Work instructions: Pull from the data below each line where the word "validity" occurs, and copy it.

Supplied information:

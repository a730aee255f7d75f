//! Structural validation of raw mortgage mappings.
//!
//! Turns one raw JSON mapping into a typed [`MortgageRecord`], failing on
//! missing fields (all of them reported at once), wrong types, an
//! out-of-range credit score, or an enumeration value outside its allowed
//! set. Ratio constraints are not checked here: structural validity is
//! independent of derived-ratio validity, which the scorer enforces.

use crate::config::{CREDIT_SCORE_MAX, CREDIT_SCORE_MIN};
use crate::core::{LoanType, MortgageRecord, PropertyType, RatingError, Result};
use serde_json::{Map, Value};

/// The seven fields every mortgage record must carry
const REQUIRED_FIELDS: [&str; 7] = [
    "credit_score",
    "loan_amount",
    "property_value",
    "annual_income",
    "debt_amount",
    "loan_type",
    "property_type",
];

/// Validate one raw mapping into an immutable [`MortgageRecord`].
///
/// Checks run in schema order: presence of every required field first
/// (reporting the full missing set), then per-field type checks, the
/// credit-score range, and enumeration membership.
pub fn validate_record(raw: &Map<String, Value>) -> Result<MortgageRecord> {
    let missing: Vec<String> = REQUIRED_FIELDS
        .iter()
        .filter(|field| !raw.contains_key(**field))
        .map(|field| field.to_string())
        .collect();
    if !missing.is_empty() {
        return Err(RatingError::missing_fields(missing));
    }

    let credit_score = require_integer(raw, "credit_score")?;
    if !(CREDIT_SCORE_MIN..=CREDIT_SCORE_MAX).contains(&credit_score) {
        return Err(RatingError::CreditScoreOutOfRange {
            value: credit_score,
        });
    }

    let loan_amount = require_number(raw, "loan_amount")?;
    let property_value = require_number(raw, "property_value")?;
    let annual_income = require_number(raw, "annual_income")?;
    let debt_amount = require_number(raw, "debt_amount")?;

    let loan_type = require_enum(raw, "loan_type", LoanType::ALLOWED, LoanType::from_wire)?;
    let property_type = require_enum(
        raw,
        "property_type",
        PropertyType::ALLOWED,
        PropertyType::from_wire,
    )?;

    Ok(MortgageRecord {
        credit_score,
        loan_amount,
        property_value,
        annual_income,
        debt_amount,
        loan_type,
        property_type,
    })
}

/// JSON type name for error messages, distinguishing integer from float
pub(crate) fn json_type_name(value: &Value) -> &'static str {
    match value {
        Value::Null => "null",
        Value::Bool(_) => "boolean",
        Value::Number(n) if n.is_f64() => "float",
        Value::Number(_) => "integer",
        Value::String(_) => "string",
        Value::Array(_) => "array",
        Value::Object(_) => "object",
    }
}

/// Require an integer-typed field; floats are rejected
fn require_integer(raw: &Map<String, Value>, field: &'static str) -> Result<i64> {
    let value = &raw[field];
    value
        .as_i64()
        .ok_or_else(|| RatingError::type_mismatch(field, "integer", json_type_name(value)))
}

/// Require a numeric field; integer and float representations both pass
fn require_number(raw: &Map<String, Value>, field: &'static str) -> Result<f64> {
    let value = &raw[field];
    value
        .as_f64()
        .ok_or_else(|| RatingError::type_mismatch(field, "integer or float", json_type_name(value)))
}

/// Require a string field whose value parses into the fixed enumeration
fn require_enum<T>(
    raw: &Map<String, Value>,
    field: &'static str,
    allowed: &'static [&'static str],
    parse: impl Fn(&str) -> Option<T>,
) -> Result<T> {
    let value = &raw[field];
    let text = value
        .as_str()
        .ok_or_else(|| RatingError::type_mismatch(field, "string", json_type_name(value)))?;
    parse(text).ok_or_else(|| RatingError::InvalidEnum {
        field,
        value: text.to_string(),
        allowed,
    })
}
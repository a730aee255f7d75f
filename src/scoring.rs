//! Per-record risk scoring from financial ratios and categorical rules.
//!
//! [`score_record`] is a pure function of one validated record and the
//! fixed rule table: identical input always yields an identical delta, no
//! shared or mutable state is touched. That purity is what lets the batch
//! orchestrator distribute records across workers freely.

use crate::config::{get_scoring_rules, ScoringRules};
use crate::core::{LoanType, MortgageRecord, PropertyType, RatingError, RatioKind, Result};

/// Compute the integer risk delta for one validated record.
///
/// The delta is the sum of the ratio band rules (loan-to-value and
/// debt-to-income), the credit-score band and the categorical loan and
/// property adjustments, and may be negative for low-risk records.
/// Fails with a ratio overflow error when either ratio would exceed 100%.
pub fn score_record(record: &MortgageRecord) -> Result<i32> {
    let rules = get_scoring_rules();
    let mut risk = 0i32;

    let ltv = ratio_pct(
        record.loan_amount,
        record.property_value,
        RatioKind::LoanToValue,
    )?;
    risk += ratio_delta(ltv, rules.ltv_high_pct, rules.ltv_elevated_pct, rules);

    let dti = ratio_pct(
        record.debt_amount,
        record.annual_income,
        RatioKind::DebtToIncome,
    )?;
    risk += ratio_delta(dti, rules.dti_high_pct, rules.dti_elevated_pct, rules);

    risk += credit_score_delta(record.credit_score, rules);
    risk += loan_type_delta(record.loan_type, rules);
    risk += property_type_delta(record.property_type, rules);

    Ok(risk)
}

/// Ratio as a percentage, failing when it would exceed 100%.
///
/// Shared by the loan-to-value and debt-to-income rules; `kind` names the
/// ratio in the overflow error.
fn ratio_pct(numerator: f64, denominator: f64, kind: RatioKind) -> Result<f64> {
    if numerator > denominator {
        return Err(RatingError::ratio_overflow(kind, numerator, denominator));
    }
    Ok(numerator / denominator * 100.0)
}

/// Delta for a ratio band: high cutoff, elevated cutoff, else nothing
fn ratio_delta(pct: f64, high_cutoff: f64, elevated_cutoff: f64, rules: &ScoringRules) -> i32 {
    if pct > high_cutoff {
        rules.high_ratio_delta
    } else if pct > elevated_cutoff {
        rules.elevated_ratio_delta
    } else {
        0
    }
}

/// Delta for the credit-score band; 650–699 is neutral
fn credit_score_delta(credit_score: i64, rules: &ScoringRules) -> i32 {
    if credit_score >= rules.strong_credit_cutoff {
        rules.strong_credit_delta
    } else if credit_score < rules.weak_credit_cutoff {
        rules.weak_credit_delta
    } else {
        0
    }
}

/// Delta for the loan-type rule
fn loan_type_delta(loan_type: LoanType, rules: &ScoringRules) -> i32 {
    match loan_type {
        LoanType::Fixed => rules.fixed_loan_delta,
        LoanType::Adjustable => rules.adjustable_loan_delta,
    }
}

/// Delta for the property-type rule
fn property_type_delta(property_type: PropertyType, rules: &ScoringRules) -> i32 {
    match property_type {
        PropertyType::SingleFamily => 0,
        PropertyType::Condo => rules.condo_delta,
    }
}
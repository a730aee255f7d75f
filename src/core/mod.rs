pub mod errors;
pub mod types;

pub use errors::{RatingError, Result, ResultExt};
pub use types::{AggregateResult, LoanType, MortgageRecord, PropertyType, Rating, RatioKind};
//! Top-level credit rating pipeline.
//!
//! The single entry point for callers: a JSON payload carrying a
//! `mortgages` array goes in, a rating label (or one structured failure)
//! comes out. Downstream errors propagate unmodified except for a single
//! contextual wrap added here; the underlying variant stays reachable via
//! [`RatingError::root_cause`](crate::core::RatingError::root_cause).

use crate::aggregation::aggregate;
use crate::batch::score_portfolio;
use crate::core::{AggregateResult, Rating, RatingError, Result, ResultExt};
use crate::validation::json_type_name;
use serde_json::Value;

/// Compute the credit rating for a mortgage portfolio payload.
///
/// The payload must be an object with a `mortgages` key bound to a
/// non-empty array of raw mortgage mappings. Any failure means no rating
/// was computed; callers treat it as a hard rejection, never a partial
/// result.
pub fn calculate_credit_rating(payload: &Value) -> Result<Rating> {
    calculate_credit_rating_detailed(payload).map(|result| result.rating)
}

/// Like [`calculate_credit_rating`], returning the adjusted total risk
/// alongside the rating label.
pub fn calculate_credit_rating_detailed(payload: &Value) -> Result<AggregateResult> {
    let mortgages = extract_mortgages(payload)?;
    let scores =
        score_portfolio(mortgages).context("credit rating computation failed")?;
    aggregate(&scores.credit_scores, &scores.risk_scores)
        .context("credit rating computation failed")
}

/// Pull the `mortgages` array out of the payload, rejecting shape problems.
fn extract_mortgages(payload: &Value) -> Result<&[Value]> {
    let object = payload.as_object().ok_or_else(|| {
        RatingError::invalid_payload(format!(
            "payload must be an object, got {}",
            json_type_name(payload)
        ))
    })?;

    match object.get("mortgages") {
        Some(Value::Array(mortgages)) => Ok(mortgages),
        Some(other) => Err(RatingError::invalid_payload(format!(
            "`mortgages` must be an array, got {}",
            json_type_name(other)
        ))),
        None => Err(RatingError::invalid_payload(
            "payload is missing the `mortgages` key",
        )),
    }
}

Answer for the task:
//! set. Ratio constraints are not checked here: structural validity is
//! independent of derived-ratio validity, which the scorer enforces.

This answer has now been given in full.